Does it feel like violent crime has been on the rise in Chapel Hill and Carrboro?

According to a newly released report, it has been — at least in the last couple years. But it’s all in how you look at it: the same report also finds that today’s violent crime rate is far lower than it’s been in the past, both locally and nationwide.

The report in question is from the Federal Bureau of Investigation, using data submitted by local law enforcement agencies. These annual FBI reports can be used to track crime rates, not just from year to year, but across many years, even decades.

View the report here.

This year’s report drew mixed reviews from observers, because the FBI had to rely more heavily on estimates to determine the national crime rate. That’s because the FBI switched to a new data-collection system, one that required more effort from law enforcement agencies — and as a result, the FBI received data from only 66 percent of law enforcement agencies nationwide, down from about 90 percent in previous years. (Orange County’s law enforcement agencies, though, did submit their data for the year.)

Click here to see the data from 2021 and previous years, searchable by state and municipality.

In Chapel Hill, the study found an 18 percent increase in violent crimes in 2021, from 93 reported incidents to 110, the second-highest total since 2009. In Carrboro the increase was even larger: a 50 percent increase, from 46 incidents in 2020 to 69 last year.

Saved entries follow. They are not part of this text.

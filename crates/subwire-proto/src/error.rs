//! Error types for the subwire-proto crate.

use thiserror::Error;

/// Errors that can occur while decoding or encoding protocol messages.
#[derive(Debug, Error)]
pub enum ProtoError {
    /// Failed to encode a message.
    #[error("encoding error: {0}")]
    Encoding(String),

    /// Failed to decode a message.
    #[error("decoding error: {0}")]
    Decoding(String),

    /// Message type is not part of the negotiated sub-protocol.
    #[error("unsupported message type '{message_type}' for {protocol}")]
    UnsupportedMessage {
        /// Sub-protocol that rejected the message.
        protocol: &'static str,
        /// The offending `type` field.
        message_type: String,
    },

    /// Missing required field.
    #[error("missing required field: {0}")]
    MissingField(&'static str),

    /// Validation error.
    #[error("validation error: {0}")]
    Validation(String),
}

/// Result type for protocol operations.
pub type ProtoResult<T> = Result<T, ProtoError>;
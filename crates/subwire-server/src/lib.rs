//! # subwire-server
//!
//! GraphQL subscription server: accepts WebSocket clients, negotiates a
//! sub-protocol, runs one session per connection and fans published
//! events out to subscribed clients.
//!
//! ## Architecture
//!
//! ```text
//! ┌──────────┐  WebSocket   ┌───────────────────┐      ┌───────────────┐
//! │  client  │◄────────────►│ ConnectionGateway │─────►│ ClientSession │
//! └──────────┘              └─────────┬─────────┘      └───────┬───────┘
//!                                     │ try_add                │ subscribe
//!                           ┌─────────▼─────────┐      ┌───────▼───────┐
//!                           │  ClientRegistry   │◄─────│  EventRouter  │◄── publish
//!                           └───────────────────┘ sink └───────────────┘
//! ```
//!
//! ## Example Usage
//!
//! ```rust,no_run
//! use std::sync::Arc;
//! use subwire_server::{PassthroughEngine, ServerConfig, SubscriptionServer};
//!
//! #[tokio::main]
//! async fn main() {
//!     let config = ServerConfig::default().with_max_connected_clients(1000);
//!     let server = SubscriptionServer::new(config, Arc::new(PassthroughEngine));
//!
//!     let publisher = server.publisher();
//!     publisher.publish("onWidgetChanged", serde_json::json!({ "id": 1 })).ok();
//!
//!     server.serve().await.ok();
//! }
//! ```
//!
//! ## Sub-protocols
//!
//! - `graphql-transport-ws`: `connection_init`, `subscribe`, `complete`,
//!   `ping`/`pong` in; `connection_ack`, `next`, `error`, `complete` out.
//! - `graphql-ws`: `connection_init`, `start`, `stop`,
//!   `connection_terminate` in; `connection_ack`, `ka`, `data`, `error`,
//!   `complete` out.

#![forbid(unsafe_code)]
#![warn(missing_docs)]

pub mod config;
pub mod engine;
pub mod error;
pub mod gateway;
pub mod negotiator;
pub mod server;
pub mod session;
pub mod transport;
pub mod ws;

pub use config::{
    ServerConfig, WebSocketConfig, DEFAULT_CLIENT_BUFFER_SIZE, DEFAULT_INIT_TIMEOUT,
    DEFAULT_MAX_FRAME_SIZE, DEFAULT_MAX_MESSAGE_SIZE, DEFAULT_PROTOCOL, DEFAULT_ROUTE_PATH,
    DEFAULT_SCHEMA_NAME,
};
pub use engine::{
    EngineError, EngineResult, OperationKind, PassthroughEngine, QueryEngine, Resolution,
    ResolveRequest,
};
pub use error::{ServerError, ServerResult};
pub use gateway::{ConnectionGateway, GatewayError, GatewayOutcome};
pub use negotiator::{NegotiationError, ProtocolNegotiator};
pub use server::{EventPublisher, RegistrySink, SubscriptionServer};
pub use session::{
    ClientHandle, ClientSession, MessageOutcome, SessionContext, SessionError, SessionResult,
    SessionState, MASKED_ERROR_MESSAGE,
};
pub use transport::{
    ClientConnection, CloseInfo, Inbound, TransportError, TransportResult, TransportState,
};
pub use ws::{ws_message_size, WsConnection};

That’s the largest number of violent crimes Carrboro has experienced since 2008. (Durham, by contrast, actually saw a 12 percent decrease in violent crime in 2021.)

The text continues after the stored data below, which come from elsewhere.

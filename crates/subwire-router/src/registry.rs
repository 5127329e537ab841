//! Registry of connected subscription clients.

use std::collections::HashMap;

use parking_lot::Mutex;
use subwire_proto::ClientId;
use thiserror::Error;
use tracing::debug;

/// Errors that can occur during registry operations.
#[derive(Debug, Clone, PartialEq, Eq, Error)]
pub enum RegistryError {
    /// The registry already holds the maximum number of clients.
    #[error("client registry is full ({max} clients)")]
    AtCapacity {
        /// Effective maximum number of clients.
        max: usize,
    },

    /// Client is already registered.
    #[error("client {0} is already registered")]
    AlreadyRegistered(ClientId),
}

/// Resolve a configured client limit into an effective capacity.
///
/// `None` means unbounded. A negative value is clamped to zero so a bad
/// setting degrades to accepting no clients instead of failing startup.
#[must_use]
pub fn effective_max_clients(configured: Option<i64>) -> usize {
    match configured {
        None => usize::MAX,
        Some(max) if max <= 0 => 0,
        Some(max) => usize::try_from(max).unwrap_or(usize::MAX),
    }
}

/// Bounded map of client id to session handle.
///
/// All operations take a single lock for the whole map, so capacity
/// checks and inserts are atomic with respect to each other.
#[derive(Debug)]
pub struct ClientRegistry<H> {
    clients: Mutex<HashMap<ClientId, H>>,
    max_clients: usize,
}

impl<H> ClientRegistry<H> {
    /// Create a registry holding at most `max_clients` clients.
    #[must_use]
    pub fn new(max_clients: usize) -> Self {
        Self {
            clients: Mutex::new(HashMap::new()),
            max_clients,
        }
    }

    /// Create a registry with no practical limit.
    #[must_use]
    pub fn unbounded() -> Self {
        Self::new(usize::MAX)
    }

    /// Create a registry from a configured limit (see [`effective_max_clients`]).
    #[must_use]
    pub fn from_configured(configured: Option<i64>) -> Self {
        Self::new(effective_max_clients(configured))
    }

    /// Maximum number of clients.
    #[must_use]
    pub const fn max_clients(&self) -> usize {
        self.max_clients
    }

    /// Add a client if there is room.
    ///
    /// # Errors
    ///
    /// Returns [`RegistryError::AtCapacity`] if the registry is full and
    /// [`RegistryError::AlreadyRegistered`] if the id is taken.
    pub fn try_add(&self, client_id: ClientId, handle: H) -> Result<(), RegistryError> {
        let mut clients = self.clients.lock();

        if clients.len() >= self.max_clients {
            return Err(RegistryError::AtCapacity {
                max: self.max_clients,
            });
        }
        if clients.contains_key(&client_id) {
            return Err(RegistryError::AlreadyRegistered(client_id));
        }

        clients.insert(client_id, handle);
        debug!(client_id = %client_id, count = clients.len(), "Client registered");
        Ok(())
    }

    /// Remove a client. Removing an absent client is a no-op.
    pub fn remove(&self, client_id: ClientId) -> Option<H> {
        let removed = self.clients.lock().remove(&client_id);
        if removed.is_some() {
            debug!(client_id = %client_id, "Client unregistered");
        }
        removed
    }

    /// Check if a client is registered.
    #[must_use]
    pub fn contains(&self, client_id: ClientId) -> bool {
        self.clients.lock().contains_key(&client_id)
    }

    /// Number of registered clients.
    #[must_use]
    pub fn len(&self) -> usize {
        self.clients.lock().len()
    }

    /// Check if the registry is empty.
    #[must_use]
    pub fn is_empty(&self) -> bool {
        self.clients.lock().is_empty()
    }

    /// Ids of all registered clients.
    #[must_use]
    pub fn client_ids(&self) -> Vec<ClientId> {
        self.clients.lock().keys().copied().collect()
    }
}

impl<H: Clone> ClientRegistry<H> {
    /// Get a copy of a client's handle.
    #[must_use]
    pub fn try_get(&self, client_id: ClientId) -> Option<H> {
        self.clients.lock().get(&client_id).cloned()
    }

    /// Copies of every registered handle.
    #[must_use]
    pub fn handles(&self) -> Vec<H> {
        self.clients.lock().values().cloned().collect()
    }
}

impl<H> Default for ClientRegistry<H> {
    fn default() -> Self {
        Self::unbounded()
    }
}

But while Chapel Hill and Carrboro saw an increase in crime in 2021, today’s violent crime rate remains far lower than it was less than a generation ago.

In both towns, crime totals were very high through the 1990s and early 2000s, before a sharp decline (most noticeable in Chapel Hill) that began around 2007 and has persisted to this day. Between 1990 and 2006, Chapel Hill averaged more than 240 violent crime reports a year — more than twice as many as the town experienced during the ‘spike’ of 2021.

Chart via the FBI’s Crime Data Explorer.

Chart via the FBI’s Crime Data Explorer.

These charts show the raw number of violent crimes reported each year, not the per capita crime rate – so the decline over time is actually more remarkable given that both towns have seen their populations increase over this period. (In contrast to the towns, the Orange County Sheriff’s Office reports more violent crimes today than it did in the 1990s – though that too is largely a function of increased population, rather than a higher per-capita crime rate.)

The above chart depicts the violent crime rate (per capita) across the state of North Carolina. As in Orange County, North Carolina’s crime rate is higher today than it was a couple years ago, but still far lower than it was 15 years ago. (Chart via the FBI’s Crime Data Explorer.)

That local trend is also present at the national level. In the early 1990s, the U.S. violent crime rate (per 100,000 population) peaked at more than 750 a year, the result of a steady, decades-long increase that began in the mid-1960s. Beginning in 1993, though, the crime rate began to drop just as steadily, until by 2011 it dropped below 400 for the first time since 1971.

View a chart of the U.S. violent crime rate by year, from 1960-2019.

Since then, the U.S. crime rate has remained mostly steady, fluctuating between 350 and 400 per year. In 2020, the U.S. saw a violent crime rate of 398.5 per 100,000 residents – technically the nation’s highest rate since 2010, but only by a small margin, and still far below the peaks of the early 1990s. (And though data for the year is limited, the FBI estimates that the violent crime rate dropped slightly in 2021.) America’s violent crime rate today is virtually unchanged from what it was 50 years ago, in 1972.

Chart via the FBI’s Crime Data Explorer.

This reality is at odds with public opinion, and has been for years. Surveys have consistently found that a large percentage of Americans believe violent crime is on the rise in the U.S. — even when violent crime is sharply declining.

There is one notable dark side to the national picture, though: while the violent crime rate hasn’t changed much, the U.S. murder rate has spiked in the last two years. After holding steady for more than a decade at roughly 5.0 per 100,000 residents each year, the murder rate in 2020 jumped to 6.7 per 100,000, the highest rate since 1997 — and the FBI estimates the murder rate in 2021 was similar.

 

Chart images via the FBI’s Crime Data Explorer.